The Fila story è il volume prodotto dalla Fondazione Fila Musuem
presentato venerdì sera nella sede biellese della Fondazione. Il libro tratteggia attraverso un percorso squisitamente fotografico la storia di Fila, partendo dalle radici della famiglia d'imprenditori biellesi per arrivare alla gloriosa svolta degli anni '70, momento in cui l'azienda vira dall'intimo all'abbigliamento sportivo, destinato a diventare il suo punto di forza. A fare da traino l'intuizione di Enrico Frachey, ricordato come l'uomo manager di Fila, che capi come per arrivare al successo fosse fondamentale unire alla capacità di superare i prodotti concorrenti, anche quella di creare un'emozione capace di conquistare i compratori. Grazie a «F-Box», marchio semplice, d'impatto e ad alta riconoscibilità, l'azienda italiana «battezza» con il proprio marchio i grandi campioni dello sport, comprendendo tra i primi la potenza del testimonial. Tra le pagine di «The Fila Story» si ritrovano così i volti dei grandi del tennis - «primo amore» del «Fila Box» - dello sci, della vela ed anche della Formula 1, si ripercorre la storia del marchio Fila attraverso le tre fasi individuate da Marco Negri – vice presidente dalla Fondazione Fila Museum e leader project del prodotto editoriale. Prima l'ingresso, nel 1973, nel settore dell'abbigliamento sportivo e l'utilizzo dei primi testimonial tra i grandi campioni dello sport, nella fattispecie il tennis e lo sci; poi la produzione di scarpe sportive ad alto tasso di innovazione, seconde in quel momento solo a Nike e Reebok, e l'ingresso in nuovi settori dello sport come il calcio, la vela e la Formula 1; ed infine dal 2007 il passaggio del marchio sotto la guida di Gene Yoon, attuale presidente di Fila. In tutto questo il Fila Museum di base a Biella ha il compito di custodire l'eredità culturale e di stile contenuta nella famosa «F-box».
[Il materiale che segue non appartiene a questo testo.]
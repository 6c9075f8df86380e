mod migrations;
//! Database lifecycle and schema migrations.

use crate::error::DatabaseError;
use crate::{Error, Result};
use sqlx::SqliteConnection;
use sqlx::sqlite::SqlitePool;
use std::path::Path;

use super::Database;

impl Database {
    /// Create a new database connection
    ///
    /// Creates the database file if it doesn't exist and runs migrations.
    pub async fn new(path: &Path) -> Result<Self> {
        // Create parent directory unless the file lives in the working directory
        if let Some(parent) = path.parent()
            && !parent.as_os_str().is_empty()
        {
            tokio::fs::create_dir_all(parent).await.map_err(|e| {
                Error::Database(DatabaseError::ConnectionFailed(format!(
                    "Failed to create database directory: {}",
                    e
                )))
            })?;
        }

        // Connect in WAL mode so several clients can share one token store
        use sqlx::sqlite::{SqliteConnectOptions, SqliteJournalMode};
        use std::str::FromStr;

        let options = SqliteConnectOptions::from_str(&format!("sqlite:{}", path.display()))
            .map_err(|e| {
                Error::Database(DatabaseError::ConnectionFailed(format!(
                    "Failed to parse database path: {}",
                    e
                )))
            })?
            .create_if_missing(true)
            .journal_mode(SqliteJournalMode::Wal);

        let pool = SqlitePool::connect_with(options).await.map_err(|e| {
            Error::Database(DatabaseError::ConnectionFailed(format!(
                "Failed to connect to database: {}",
                e
            )))
        })?;

        let db = Self { pool };

        // Run migrations
        db.run_migrations().await?;

        Ok(db)
    }

    /// Run database migrations
    async fn run_migrations(&self) -> Result<()> {
        let mut conn = self.pool.acquire().await.map_err(|e| {
            Error::Database(DatabaseError::ConnectionFailed(format!(
                "Failed to acquire connection: {}",
                e
            )))
        })?;

        // Create schema version table
        sqlx::query(
            r#"
            CREATE TABLE IF NOT EXISTS schema_version (
                version INTEGER PRIMARY KEY,
                applied_at INTEGER NOT NULL
            )
            "#,
        )
        .execute(&mut *conn)
        .await
        .map_err(|e| {
            Error::Database(DatabaseError::MigrationFailed(format!(
                "Failed to create schema_version table: {}",
                e
            )))
        })?;

        // Check current version (MAX over an empty table yields NULL)
        let current_version: Option<i64> =
            sqlx::query_scalar("SELECT MAX(version) FROM schema_version")
                .fetch_optional(&mut *conn)
                .await
                .map_err(|e| {
                    Error::Database(DatabaseError::QueryFailed(format!(
                        "Failed to query schema version: {}",
                        e
                    )))
                })?
                .flatten();

        // Apply migrations
        if current_version.unwrap_or(0) < 1 {
            Self::migrate_v1(&mut conn).await?;
        }

        Ok(())
    }

    /// Migration v1: access token table
    async fn migrate_v1(conn: &mut SqliteConnection) -> Result<()> {
        tracing::info!("Applying database migration v1");

        // Wrap migration in a transaction so a failed step leaves no half-created table
        sqlx::query("BEGIN")
            .execute(&mut *conn)
            .await
            .map_err(|e| {
                Error::Database(DatabaseError::MigrationFailed(format!(
                    "Failed to begin transaction: {}",
                    e
                )))
            })?;

        let result = async {
            sqlx::query(
                r#"
                CREATE TABLE access_tokens (
                    client_id TEXT NOT NULL,
                    secret_hash TEXT NOT NULL,
                    access_token TEXT NOT NULL,
                    issued_at_ms INTEGER NOT NULL,
                    ttl_secs INTEGER NOT NULL,
                    PRIMARY KEY (client_id, secret_hash)
                )
                "#,
            )
            .execute(&mut *conn)
            .await
            .map_err(|e| {
                Error::Database(DatabaseError::MigrationFailed(format!(
                    "Failed to create access_tokens table: {}",
                    e
                )))
            })?;

            Self::record_migration(conn, 1).await?;
            Ok::<(), Error>(())
        }
        .await;

        match result {
            Ok(()) => {
                sqlx::query("COMMIT")
                    .execute(&mut *conn)
                    .await
                    .map_err(|e| {
                        Error::Database(DatabaseError::MigrationFailed(format!(
                            "Failed to commit migration v1: {}",
                            e
                        )))
                    })?;
            }
            Err(e) => {
                // Rollback errors are ignored; the migration error is returned
                let _ = sqlx::query("ROLLBACK").execute(&mut *conn).await;
                return Err(e);
            }
        }

        tracing::info!("Database migration v1 complete");
        Ok(())
    }

    /// Record an applied migration version
    async fn record_migration(conn: &mut SqliteConnection, version: i32) -> Result<()> {
        let now = chrono::Utc::now().timestamp();
        sqlx::query("INSERT INTO schema_version (version, applied_at) VALUES (?, ?)")
            .bind(version)
            .bind(now)
            .execute(&mut *conn)
            .await
            .map_err(|e| {
                Error::Database(DatabaseError::MigrationFailed(format!(
                    "Failed to record migration: {}",
                    e
                )))
            })?;

        Ok(())
    }

    /// Close the database connection
    pub async fn close(self) {
        self.pool.close().await;
    }

    /// Get the underlying connection pool
    pub fn pool(&self) -> &SqlitePool {
        &self.pool
    }
}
A The Fila story, accanto a Marco Negri hanno lavorato per più di un anno Annalisa Zanni – coordinatrice del progetto – Carla Fiorio per i testi, Sonia Cambursano per le traduzioni in inglese, Chiara Venezia per grafica ed impostazione, Debora Ferrero per l'editing e Giovanni Rosazza, che ha realizzato la copertina.